| EXERCISE PROMPT |
A single number is the answer: the count of lines in the records that hold the word "fillcolor".

- - - -

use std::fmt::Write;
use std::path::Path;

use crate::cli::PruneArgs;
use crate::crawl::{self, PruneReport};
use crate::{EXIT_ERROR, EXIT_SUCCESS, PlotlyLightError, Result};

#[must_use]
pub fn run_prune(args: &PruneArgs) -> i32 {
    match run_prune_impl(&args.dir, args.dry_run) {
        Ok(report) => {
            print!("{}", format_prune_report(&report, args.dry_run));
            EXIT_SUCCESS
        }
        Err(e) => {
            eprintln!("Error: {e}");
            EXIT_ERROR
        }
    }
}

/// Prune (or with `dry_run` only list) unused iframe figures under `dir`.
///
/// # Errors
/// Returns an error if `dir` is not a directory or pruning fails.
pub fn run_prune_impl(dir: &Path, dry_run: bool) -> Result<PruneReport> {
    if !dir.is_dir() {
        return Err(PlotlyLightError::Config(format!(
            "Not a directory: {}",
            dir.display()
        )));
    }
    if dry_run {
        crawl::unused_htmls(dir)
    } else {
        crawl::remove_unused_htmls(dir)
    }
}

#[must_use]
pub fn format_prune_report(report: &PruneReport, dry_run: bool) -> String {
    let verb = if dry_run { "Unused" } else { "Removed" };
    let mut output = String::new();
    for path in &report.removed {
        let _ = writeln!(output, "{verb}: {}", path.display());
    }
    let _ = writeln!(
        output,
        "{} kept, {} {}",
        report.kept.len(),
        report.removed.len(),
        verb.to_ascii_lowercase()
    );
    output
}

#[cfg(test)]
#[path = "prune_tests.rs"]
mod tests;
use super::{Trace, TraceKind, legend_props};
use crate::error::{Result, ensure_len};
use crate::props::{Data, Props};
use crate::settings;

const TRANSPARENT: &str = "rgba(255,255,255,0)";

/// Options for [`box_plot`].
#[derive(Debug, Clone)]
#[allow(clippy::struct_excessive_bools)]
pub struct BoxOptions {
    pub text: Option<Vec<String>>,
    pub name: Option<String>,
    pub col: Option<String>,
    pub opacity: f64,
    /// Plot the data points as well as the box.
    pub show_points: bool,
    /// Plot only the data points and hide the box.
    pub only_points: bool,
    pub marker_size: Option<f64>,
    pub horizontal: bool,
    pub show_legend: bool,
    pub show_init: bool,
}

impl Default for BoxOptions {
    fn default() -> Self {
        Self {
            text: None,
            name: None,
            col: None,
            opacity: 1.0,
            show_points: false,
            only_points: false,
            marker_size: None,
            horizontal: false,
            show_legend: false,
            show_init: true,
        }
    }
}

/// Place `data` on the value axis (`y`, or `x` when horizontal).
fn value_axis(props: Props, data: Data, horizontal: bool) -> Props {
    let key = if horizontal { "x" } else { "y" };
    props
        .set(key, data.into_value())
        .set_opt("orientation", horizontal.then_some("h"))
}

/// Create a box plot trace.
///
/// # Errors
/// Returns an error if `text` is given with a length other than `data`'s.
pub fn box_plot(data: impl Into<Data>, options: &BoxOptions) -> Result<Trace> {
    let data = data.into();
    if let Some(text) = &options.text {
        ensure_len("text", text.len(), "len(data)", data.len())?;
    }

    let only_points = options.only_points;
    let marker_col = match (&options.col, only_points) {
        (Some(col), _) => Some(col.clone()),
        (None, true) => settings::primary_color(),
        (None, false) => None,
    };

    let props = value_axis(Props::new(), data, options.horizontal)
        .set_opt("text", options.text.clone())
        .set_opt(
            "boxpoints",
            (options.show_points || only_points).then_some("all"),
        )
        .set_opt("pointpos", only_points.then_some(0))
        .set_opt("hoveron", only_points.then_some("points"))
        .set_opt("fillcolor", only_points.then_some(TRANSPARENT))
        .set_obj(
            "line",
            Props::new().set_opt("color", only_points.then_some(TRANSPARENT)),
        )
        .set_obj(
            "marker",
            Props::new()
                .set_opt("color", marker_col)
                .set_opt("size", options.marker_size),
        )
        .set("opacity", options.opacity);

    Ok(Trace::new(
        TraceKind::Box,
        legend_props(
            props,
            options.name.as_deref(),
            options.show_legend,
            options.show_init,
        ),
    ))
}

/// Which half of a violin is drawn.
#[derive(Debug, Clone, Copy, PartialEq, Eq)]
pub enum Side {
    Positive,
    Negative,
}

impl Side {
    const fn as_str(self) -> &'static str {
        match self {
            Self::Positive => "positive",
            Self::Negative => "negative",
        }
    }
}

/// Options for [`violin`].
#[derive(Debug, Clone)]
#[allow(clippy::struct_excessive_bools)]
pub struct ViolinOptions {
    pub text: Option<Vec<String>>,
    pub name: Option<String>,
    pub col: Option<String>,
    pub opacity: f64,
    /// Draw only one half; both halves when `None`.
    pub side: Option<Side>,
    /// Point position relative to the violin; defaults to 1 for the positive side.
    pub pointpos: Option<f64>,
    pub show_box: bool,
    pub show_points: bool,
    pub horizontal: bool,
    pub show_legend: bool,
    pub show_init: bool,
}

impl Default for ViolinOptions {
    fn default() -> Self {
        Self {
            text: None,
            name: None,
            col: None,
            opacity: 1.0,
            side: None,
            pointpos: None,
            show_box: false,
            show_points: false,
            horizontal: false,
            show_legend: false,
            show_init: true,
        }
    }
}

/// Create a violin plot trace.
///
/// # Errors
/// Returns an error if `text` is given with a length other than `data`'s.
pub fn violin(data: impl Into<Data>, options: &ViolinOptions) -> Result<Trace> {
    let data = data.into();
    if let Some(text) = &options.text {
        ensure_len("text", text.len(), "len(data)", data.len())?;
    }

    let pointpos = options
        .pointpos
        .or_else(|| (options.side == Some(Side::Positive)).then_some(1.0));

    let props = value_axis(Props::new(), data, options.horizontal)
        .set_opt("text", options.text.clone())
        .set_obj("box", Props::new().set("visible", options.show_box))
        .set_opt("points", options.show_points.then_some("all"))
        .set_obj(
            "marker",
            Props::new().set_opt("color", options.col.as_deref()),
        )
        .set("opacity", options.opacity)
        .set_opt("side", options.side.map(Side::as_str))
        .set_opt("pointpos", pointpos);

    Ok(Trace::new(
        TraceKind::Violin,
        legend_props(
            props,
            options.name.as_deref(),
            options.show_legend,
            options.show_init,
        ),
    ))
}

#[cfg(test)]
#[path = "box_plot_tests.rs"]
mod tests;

- - - -

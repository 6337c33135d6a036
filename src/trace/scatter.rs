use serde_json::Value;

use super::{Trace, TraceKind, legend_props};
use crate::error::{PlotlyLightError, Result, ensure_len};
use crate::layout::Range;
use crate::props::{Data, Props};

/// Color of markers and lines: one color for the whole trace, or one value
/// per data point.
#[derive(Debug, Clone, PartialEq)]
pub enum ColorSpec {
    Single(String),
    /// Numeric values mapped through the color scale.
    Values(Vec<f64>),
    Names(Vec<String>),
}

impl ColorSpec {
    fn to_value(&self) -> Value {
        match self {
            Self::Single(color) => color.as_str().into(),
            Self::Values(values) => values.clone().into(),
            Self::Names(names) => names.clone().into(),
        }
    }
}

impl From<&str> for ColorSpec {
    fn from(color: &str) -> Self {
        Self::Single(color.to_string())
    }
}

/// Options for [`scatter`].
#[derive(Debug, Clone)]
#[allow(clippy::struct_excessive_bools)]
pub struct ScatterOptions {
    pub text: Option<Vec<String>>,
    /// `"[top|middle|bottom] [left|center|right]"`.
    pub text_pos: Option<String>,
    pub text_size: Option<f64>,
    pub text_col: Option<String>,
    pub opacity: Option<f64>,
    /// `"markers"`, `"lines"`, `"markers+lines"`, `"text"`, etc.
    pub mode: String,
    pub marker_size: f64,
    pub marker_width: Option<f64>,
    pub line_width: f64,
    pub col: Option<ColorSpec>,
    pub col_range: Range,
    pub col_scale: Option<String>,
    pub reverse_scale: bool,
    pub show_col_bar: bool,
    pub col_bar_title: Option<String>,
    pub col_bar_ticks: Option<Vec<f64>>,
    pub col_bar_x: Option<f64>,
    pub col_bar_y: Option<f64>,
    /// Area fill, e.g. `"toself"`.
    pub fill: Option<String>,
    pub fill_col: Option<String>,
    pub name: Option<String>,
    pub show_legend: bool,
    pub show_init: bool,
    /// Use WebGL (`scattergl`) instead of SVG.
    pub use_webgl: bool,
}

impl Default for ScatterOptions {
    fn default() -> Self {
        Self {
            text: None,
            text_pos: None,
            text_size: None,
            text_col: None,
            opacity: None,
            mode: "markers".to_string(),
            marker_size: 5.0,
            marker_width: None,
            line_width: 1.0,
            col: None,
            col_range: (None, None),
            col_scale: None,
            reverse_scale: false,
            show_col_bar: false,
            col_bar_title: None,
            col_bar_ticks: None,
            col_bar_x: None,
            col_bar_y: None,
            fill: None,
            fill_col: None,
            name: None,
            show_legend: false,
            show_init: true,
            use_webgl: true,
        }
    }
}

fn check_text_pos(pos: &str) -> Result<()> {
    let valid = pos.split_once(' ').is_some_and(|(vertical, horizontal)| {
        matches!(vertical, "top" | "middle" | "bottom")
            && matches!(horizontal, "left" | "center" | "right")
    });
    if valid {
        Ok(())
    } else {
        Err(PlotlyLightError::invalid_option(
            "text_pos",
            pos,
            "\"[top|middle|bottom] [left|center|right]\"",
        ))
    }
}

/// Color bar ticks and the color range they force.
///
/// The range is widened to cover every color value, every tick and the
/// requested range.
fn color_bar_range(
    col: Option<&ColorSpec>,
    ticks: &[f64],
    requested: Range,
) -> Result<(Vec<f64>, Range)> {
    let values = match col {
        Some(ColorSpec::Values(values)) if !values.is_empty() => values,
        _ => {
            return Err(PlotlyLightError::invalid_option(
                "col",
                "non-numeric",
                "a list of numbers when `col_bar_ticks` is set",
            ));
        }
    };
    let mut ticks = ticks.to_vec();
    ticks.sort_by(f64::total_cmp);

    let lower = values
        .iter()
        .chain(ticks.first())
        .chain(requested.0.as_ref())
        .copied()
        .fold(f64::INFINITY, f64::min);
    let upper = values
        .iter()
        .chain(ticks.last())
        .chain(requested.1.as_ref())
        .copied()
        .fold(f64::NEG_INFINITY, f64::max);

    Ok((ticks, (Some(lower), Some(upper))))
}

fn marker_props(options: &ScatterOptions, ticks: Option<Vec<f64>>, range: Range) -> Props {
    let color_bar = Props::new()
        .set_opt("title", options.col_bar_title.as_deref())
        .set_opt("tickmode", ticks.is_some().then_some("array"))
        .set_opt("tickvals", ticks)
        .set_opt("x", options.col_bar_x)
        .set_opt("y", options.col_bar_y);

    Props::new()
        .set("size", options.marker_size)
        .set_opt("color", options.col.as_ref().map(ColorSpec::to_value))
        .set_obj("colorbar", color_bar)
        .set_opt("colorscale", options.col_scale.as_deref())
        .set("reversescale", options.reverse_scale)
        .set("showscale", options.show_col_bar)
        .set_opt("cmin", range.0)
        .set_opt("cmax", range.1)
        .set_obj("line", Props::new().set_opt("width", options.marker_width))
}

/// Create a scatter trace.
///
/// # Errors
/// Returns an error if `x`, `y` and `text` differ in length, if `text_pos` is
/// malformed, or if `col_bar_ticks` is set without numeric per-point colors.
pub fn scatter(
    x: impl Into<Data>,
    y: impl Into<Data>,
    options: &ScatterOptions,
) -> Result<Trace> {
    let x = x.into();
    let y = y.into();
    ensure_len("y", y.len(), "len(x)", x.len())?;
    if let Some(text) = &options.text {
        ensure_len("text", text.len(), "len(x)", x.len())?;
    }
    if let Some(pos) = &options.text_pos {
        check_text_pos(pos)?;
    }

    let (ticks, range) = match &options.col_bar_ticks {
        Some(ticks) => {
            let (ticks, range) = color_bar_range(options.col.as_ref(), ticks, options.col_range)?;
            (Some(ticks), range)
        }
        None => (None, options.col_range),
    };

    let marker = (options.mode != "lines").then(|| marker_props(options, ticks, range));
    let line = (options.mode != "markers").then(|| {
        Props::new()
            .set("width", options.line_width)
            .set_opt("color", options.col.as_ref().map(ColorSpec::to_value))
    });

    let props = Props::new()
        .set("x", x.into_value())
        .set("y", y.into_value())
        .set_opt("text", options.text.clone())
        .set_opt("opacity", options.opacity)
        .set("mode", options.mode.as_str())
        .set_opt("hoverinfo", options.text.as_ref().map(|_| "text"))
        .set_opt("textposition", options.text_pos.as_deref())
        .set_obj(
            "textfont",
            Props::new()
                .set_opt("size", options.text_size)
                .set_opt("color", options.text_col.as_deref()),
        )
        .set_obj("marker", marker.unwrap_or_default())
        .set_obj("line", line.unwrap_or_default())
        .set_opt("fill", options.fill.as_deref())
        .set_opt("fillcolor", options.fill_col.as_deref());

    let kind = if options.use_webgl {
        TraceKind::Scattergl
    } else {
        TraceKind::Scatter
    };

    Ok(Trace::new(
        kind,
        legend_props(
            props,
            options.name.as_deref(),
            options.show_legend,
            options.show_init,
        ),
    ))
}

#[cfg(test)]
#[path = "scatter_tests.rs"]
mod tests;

- - - -

| EXERCISE RESULT |
2